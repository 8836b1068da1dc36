//! Reading raw breed rows from disk
//!
//! Two layouts are supported: a JSON array of row objects (`.json`) and
//! JSON Lines with one row object per line (`.jsonl` / `.ndjson`).

use crate::error::{Result, StorageError};
use breedmatch_core::RawBreedRecord;
use std::fs;
use std::path::Path;
use tracing::info;

#[derive(Debug, Clone, Copy, PartialEq, Eq)]
pub enum DatasetFormat {
    Json,
    JsonLines,
}

impl DatasetFormat {
    /// Pick the format from the file extension
    pub fn from_path(path: &Path) -> Option<Self> {
        let ext = path.extension()?.to_str()?.to_ascii_lowercase();
        match ext.as_str() {
            "json" => Some(DatasetFormat::Json),
            "jsonl" | "ndjson" => Some(DatasetFormat::JsonLines),
            _ => None,
        }
    }
}

/// Load every row of a dataset file
pub fn load_records<P: AsRef<Path>>(path: P) -> Result<Vec<RawBreedRecord>> {
    let path = path.as_ref();
    let format = DatasetFormat::from_path(path)
        .ok_or_else(|| StorageError::UnsupportedFormat(path.to_path_buf()))?;

    let content = fs::read_to_string(path).map_err(|source| StorageError::Io {
        path: path.to_path_buf(),
        source,
    })?;

    let records = match format {
        DatasetFormat::Json => parse_json(&content, path)?,
        DatasetFormat::JsonLines => parse_json_lines(&content, path)?,
    };
    info!(path = %path.display(), rows = records.len(), "loaded breed dataset");
    Ok(records)
}

/// Parse a JSON array of rows; `path` is only used in errors
pub fn parse_json(content: &str, path: &Path) -> Result<Vec<RawBreedRecord>> {
    serde_json::from_str(content).map_err(|source| StorageError::Parse {
        path: path.to_path_buf(),
        source,
    })
}

/// Parse one row per non-blank line; `path` is only used in errors
pub fn parse_json_lines(content: &str, path: &Path) -> Result<Vec<RawBreedRecord>> {
    content
        .lines()
        .enumerate()
        .filter(|(_, line)| !line.trim().is_empty())
        .map(|(i, line)| {
            serde_json::from_str::<RawBreedRecord>(line).map_err(|source| StorageError::ParseLine {
                path: path.to_path_buf(),
                line: i + 1,
                source,
            })
        })
        .collect()
}
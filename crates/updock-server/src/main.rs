// Copyright (c) 2025 SOLARE S.R.O.
//
// This file is part of Updock.
//
// Licensed under the Creative Commons Attribution-NonCommercial-NoDerivatives 4.0 International
// (CC BY-NC-ND 4.0). You may use and share this file for non-commercial purposes only and you may not
// create derivatives. See <https://creativecommons.org/licenses/by-nc-nd/4.0/>.
//
// This software is provided "AS IS", without warranty of any kind.
//
// For commercial licensing, please contact: info@solare.cz

use std::sync::Arc;

use tracing::info;
use tracing_subscriber::EnvFilter;

use updock_catalog::{ArtifactStore, Catalog, EventLog, Resolver, TracingLog};
use updock_server::api::{self, AppState};
use updock_server::config::ServerConfig;

#[tokio::main]
async fn main() -> anyhow::Result<()> {
    tracing_subscriber::fmt()
        .with_env_filter(
            EnvFilter::try_from_default_env()
                .unwrap_or_else(|_| EnvFilter::new("updock_server=info,updock_catalog=info")),
        )
        .init();

    let config_path = std::env::args()
        .nth(1)
        .unwrap_or_else(|| "updock.toml".to_owned());
    info!(path = %config_path, "Loading configuration");
    let config = ServerConfig::load(&config_path)?
        .with_catalog_override(std::env::var("UPDOCK_CATALOG").ok());

    let log: Arc<dyn EventLog> = Arc::new(TracingLog);
    let catalog = Arc::new(Catalog::load(&config.catalog_source(), log.as_ref()));

    let state = AppState {
        resolver: Resolver::new(catalog, Arc::clone(&log)),
        artifacts: ArtifactStore::new(config.catalog.artifact_root.clone(), log),
    };
    info!(root = %state.artifacts.root().display(), "Serving artifacts");

    let addr = config.listen_addr();
    let listener = tokio::net::TcpListener::bind(&addr).await?;
    info!("Updock listening on {addr}");
    axum::serve(listener, api::router(state)).await?;

    Ok(())
}
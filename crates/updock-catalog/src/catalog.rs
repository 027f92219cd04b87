// Copyright (c) 2025 SOLARE S.R.O.
//
// This file is part of Updock.
//
// Licensed under the Creative Commons Attribution-NonCommercial-NoDerivatives 4.0 International
// (CC BY-NC-ND 4.0). You may use and share this file for non-commercial purposes only and you may not
// create derivatives. See <https://creativecommons.org/licenses/by-nc-nd/4.0/>.
//
// This software is provided "AS IS", without warranty of any kind.
//
// For commercial licensing, please contact: info@solare.cz

//! Version catalog loading
//!
//! The catalog is either the built-in table or a JSON array of records read
//! from disk. A catalog that fails to load degrades to an empty one: the
//! server keeps running and simply advertises no versions.

use crate::error::CatalogError;
use crate::log::EventLog;
use crate::record::VersionRecord;
use std::path::{Path, PathBuf};

/// Where the catalog comes from
#[derive(Debug, Clone, PartialEq, Eq)]
pub enum CatalogSource {
    Builtin,
    File(PathBuf),
}

/// Immutable, ordered set of known versions.
///
/// Source order is preserved. Version uniqueness is assumed but not enforced.
#[derive(Debug, Clone, Default, PartialEq, Eq)]
pub struct Catalog {
    records: Vec<VersionRecord>,
}

impl Catalog {
    pub fn empty() -> Self {
        Self::default()
    }

    pub fn from_records(records: Vec<VersionRecord>) -> Self {
        Self { records }
    }

    /// The table shipped with the server, used when no catalog file is configured
    pub fn builtin() -> Self {
        Self::from_records(vec![
            VersionRecord::new("v1.0.0", "update_v1.0.0.zip", ""),
            VersionRecord::new(
                "v1.0.2",
                "update_v1.0.2.zip",
                "c2a0e601af0da61e9015018a044749166a66123a",
            ),
        ])
    }

    pub fn from_file(path: &Path) -> Result<Self, CatalogError> {
        let content = std::fs::read_to_string(path).map_err(|source| CatalogError::Io {
            path: path.to_path_buf(),
            source,
        })?;
        let records: Vec<VersionRecord> =
            serde_json::from_str(&content).map_err(|source| CatalogError::Parse {
                path: path.to_path_buf(),
                source,
            })?;
        Ok(Self::from_records(records))
    }

    /// Load the catalog, falling back to an empty one on any failure.
    pub fn load(source: &CatalogSource, log: &dyn EventLog) -> Self {
        match source {
            CatalogSource::Builtin => {
                let catalog = Self::builtin();
                log.info(&format!(
                    "Loaded built-in catalog with {} versions",
                    catalog.len()
                ));
                catalog
            }
            CatalogSource::File(path) => match Self::from_file(path) {
                Ok(catalog) => {
                    log.info(&format!(
                        "Loaded catalog from {} with {} versions",
                        path.display(),
                        catalog.len()
                    ));
                    catalog
                }
                Err(e) => {
                    log.error(&format!("CatalogLoadError: {e}; serving an empty catalog"));
                    Self::empty()
                }
            },
        }
    }

    pub fn len(&self) -> usize {
        self.records.len()
    }

    pub fn is_empty(&self) -> bool {
        self.records.is_empty()
    }

    pub fn iter(&self) -> std::slice::Iter<'_, VersionRecord> {
        self.records.iter()
    }
}

impl<'a> IntoIterator for &'a Catalog {
    type Item = &'a VersionRecord;
    type IntoIter = std::slice::Iter<'a, VersionRecord>;

    fn into_iter(self) -> Self::IntoIter {
        self.iter()
    }
}

#[cfg(test)]
mod tests {
    use super::*;
    use crate::log::{Level, MemoryLog};
    use std::io::Write;
    use tempfile::NamedTempFile;

    fn write_catalog(content: &str) -> NamedTempFile {
        let mut file = NamedTempFile::new().unwrap();
        file.write_all(content.as_bytes()).unwrap();
        file
    }

    #[test]
    fn test_builtin_catalog() {
        let catalog = Catalog::builtin();
        assert_eq!(catalog.len(), 2);

        let versions: Vec<&str> = catalog.iter().map(|r| r.version.as_str()).collect();
        assert_eq!(versions, vec!["v1.0.0", "v1.0.2"]);
        assert!(catalog.iter().all(|r| !r.path.is_empty()));
    }

    #[test]
    fn test_from_file_preserves_order() {
        let file = write_catalog(
            r#"[
                {"version": "v1.0.2", "path": "b.zip", "checksum": "c2"},
                {"version": "v1.0.0", "path": "a.zip", "checksum": ""},
                {"version": "v1.0.1", "path": "c.zip"}
            ]"#,
        );

        let catalog = Catalog::from_file(file.path()).unwrap();
        let versions: Vec<&str> = catalog.iter().map(|r| r.version.as_str()).collect();
        assert_eq!(versions, vec!["v1.0.2", "v1.0.0", "v1.0.1"]);
        assert_eq!(catalog.iter().next().unwrap().path, "b.zip");
    }

    #[test]
    fn test_from_file_missing() {
        let dir = tempfile::tempdir().unwrap();
        let result = Catalog::from_file(&dir.path().join("versions.json"));
        assert!(matches!(result, Err(CatalogError::Io { .. })));
    }

    #[test]
    fn test_from_file_malformed() {
        let file = write_catalog(r#"[{"version": "v1.0.0", "#);
        let result = Catalog::from_file(file.path());
        assert!(matches!(result, Err(CatalogError::Parse { .. })));
    }

    #[test]
    fn test_load_malformed_degrades_to_empty() {
        let file = write_catalog("{ not json");
        let log = MemoryLog::new();

        let catalog = Catalog::load(&CatalogSource::File(file.path().to_path_buf()), &log);

        assert!(catalog.is_empty());
        let errors = log.messages(Level::Error);
        assert_eq!(errors.len(), 1);
        assert!(errors[0].starts_with("CatalogLoadError"));
    }

    #[test]
    fn test_load_missing_file_degrades_to_empty() {
        let dir = tempfile::tempdir().unwrap();
        let log = MemoryLog::new();

        let catalog = Catalog::load(&CatalogSource::File(dir.path().join("nope.json")), &log);

        assert!(catalog.is_empty());
        assert_eq!(log.messages(Level::Error).len(), 1);
    }

    #[test]
    fn test_load_does_not_validate_entries() {
        let file = write_catalog(r#"[{"version": "", "path": "/does/not/exist", "checksum": "zz"}]"#);
        let log = MemoryLog::new();

        let catalog = Catalog::load(&CatalogSource::File(file.path().to_path_buf()), &log);

        assert_eq!(catalog.len(), 1);
        assert!(log.messages(Level::Error).is_empty());
    }

    #[test]
    fn test_load_builtin() {
        let log = MemoryLog::new();
        let catalog = Catalog::load(&CatalogSource::Builtin, &log);
        assert_eq!(catalog, Catalog::builtin());
        assert_eq!(log.messages(Level::Info).len(), 1);
    }
}
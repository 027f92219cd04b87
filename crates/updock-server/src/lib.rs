// Copyright (c) 2025 SOLARE S.R.O.
//
// This file is part of Updock.
//
// Licensed under the Creative Commons Attribution-NonCommercial-NoDerivatives 4.0 International
// (CC BY-NC-ND 4.0). You may use and share this file for non-commercial purposes only and you may not
// create derivatives. See <https://creativecommons.org/licenses/by-nc-nd/4.0/>.
//
// This software is provided "AS IS", without warranty of any kind.
//
// For commercial licensing, please contact: info@solare.cz

pub mod api;
pub mod config;
pub mod error;
// Copyright (c) 2025 SOLARE S.R.O.
//
// This file is part of Updock.
//
// Licensed under the Creative Commons Attribution-NonCommercial-NoDerivatives 4.0 International
// (CC BY-NC-ND 4.0). You may use and share this file for non-commercial purposes only and you may not
// create derivatives. See <https://creativecommons.org/licenses/by-nc-nd/4.0/>.
//
// This software is provided "AS IS", without warranty of any kind.
//
// For commercial licensing, please contact: info@solare.cz

//! Version records as stored in the catalog and as advertised to clients

use serde::{Deserialize, Serialize};

/// A single catalog entry.
///
/// `path` locates the artifact relative to the artifact root. It is internal
/// and is never serialized, so a record can't leak it into a response body.
#[derive(Debug, Clone, PartialEq, Eq, Serialize, Deserialize)]
pub struct VersionRecord {
    /// Version string, compared byte-wise (e.g. "v1.0.2")
    pub version: String,
    /// Artifact location relative to the artifact root
    #[serde(default, skip_serializing)]
    pub path: String,
    /// Advisory checksum, passed through unverified
    #[serde(default)]
    pub checksum: String,
}

/// Public projection of a [`VersionRecord`]: what clients get to see.
#[derive(Debug, Clone, PartialEq, Eq, Serialize, Deserialize)]
pub struct VersionInfo {
    pub version: String,
    pub checksum: String,
}

impl VersionRecord {
    pub fn new(
        version: impl Into<String>,
        path: impl Into<String>,
        checksum: impl Into<String>,
    ) -> Self {
        Self {
            version: version.into(),
            path: path.into(),
            checksum: checksum.into(),
        }
    }

    /// Copy of this record with the artifact path cleared
    #[must_use]
    pub fn stripped(&self) -> Self {
        Self {
            version: self.version.clone(),
            path: String::new(),
            checksum: self.checksum.clone(),
        }
    }

    pub fn info(&self) -> VersionInfo {
        VersionInfo {
            version: self.version.clone(),
            checksum: self.checksum.clone(),
        }
    }
}

impl From<VersionRecord> for VersionInfo {
    fn from(record: VersionRecord) -> Self {
        Self {
            version: record.version,
            checksum: record.checksum,
        }
    }
}
// Copyright (c) 2025 SOLARE S.R.O.
//
// This file is part of Updock.
//
// Licensed under the Creative Commons Attribution-NonCommercial-NoDerivatives 4.0 International
// (CC BY-NC-ND 4.0). You may use and share this file for non-commercial purposes only and you may not
// create derivatives. See <https://creativecommons.org/licenses/by-nc-nd/4.0/>.
//
// This software is provided "AS IS", without warranty of any kind.
//
// For commercial licensing, please contact: info@solare.cz

use anyhow::{Context, Result};
use serde::Deserialize;
use std::path::{Path, PathBuf};
use tracing::warn;
use updock_catalog::CatalogSource;

#[derive(Debug, Clone, Default, Deserialize)]
pub struct ServerConfig {
    #[serde(default)]
    pub server: ServerSettings,
    #[serde(default)]
    pub catalog: CatalogSettings,
}

#[derive(Debug, Clone, Deserialize)]
pub struct ServerSettings {
    #[serde(default = "default_bind_address")]
    pub bind_address: String,
    #[serde(default = "default_port")]
    pub port: u16,
}

#[derive(Debug, Clone, Deserialize)]
pub struct CatalogSettings {
    /// JSON catalog file; the built-in table is used when unset
    #[serde(default)]
    pub path: Option<PathBuf>,
    /// Directory catalog paths are resolved against
    #[serde(default = "default_artifact_root")]
    pub artifact_root: PathBuf,
}

fn default_bind_address() -> String {
    "0.0.0.0".to_owned()
}

fn default_port() -> u16 {
    8080
}

fn default_artifact_root() -> PathBuf {
    PathBuf::from(".")
}

impl Default for ServerSettings {
    fn default() -> Self {
        Self {
            bind_address: default_bind_address(),
            port: default_port(),
        }
    }
}

impl Default for CatalogSettings {
    fn default() -> Self {
        Self {
            path: None,
            artifact_root: default_artifact_root(),
        }
    }
}

impl ServerConfig {
    pub fn from_file(path: &str) -> Result<Self> {
        let content = std::fs::read_to_string(Path::new(path))
            .with_context(|| format!("Failed to read config file: {path}"))?;
        toml::from_str(&content).with_context(|| "Failed to parse config TOML")
    }

    /// Like [`ServerConfig::from_file`], but a missing file yields defaults
    pub fn load(path: &str) -> Result<Self> {
        if Path::new(path).exists() {
            Self::from_file(path)
        } else {
            warn!(path = %path, "Config file not found, using defaults");
            Ok(Self::default())
        }
    }

    /// Replace the catalog path, e.g. from `UPDOCK_CATALOG`
    #[must_use]
    pub fn with_catalog_override(mut self, catalog: Option<String>) -> Self {
        if let Some(path) = catalog.filter(|p| !p.is_empty()) {
            self.catalog.path = Some(PathBuf::from(path));
        }
        self
    }

    pub fn catalog_source(&self) -> CatalogSource {
        match &self.catalog.path {
            Some(path) => CatalogSource::File(path.clone()),
            None => CatalogSource::Builtin,
        }
    }

    pub fn listen_addr(&self) -> String {
        format!("{}:{}", self.server.bind_address, self.server.port)
    }
}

▸ **Problem details**
Where does the word "NamedTempFile" appear in the listing? List each line that holds it.

▸ **Result**
    use tempfile::NamedTempFile;
    fn write_catalog(content: &str) -> NamedTempFile {
        let mut file = NamedTempFile::new().unwrap();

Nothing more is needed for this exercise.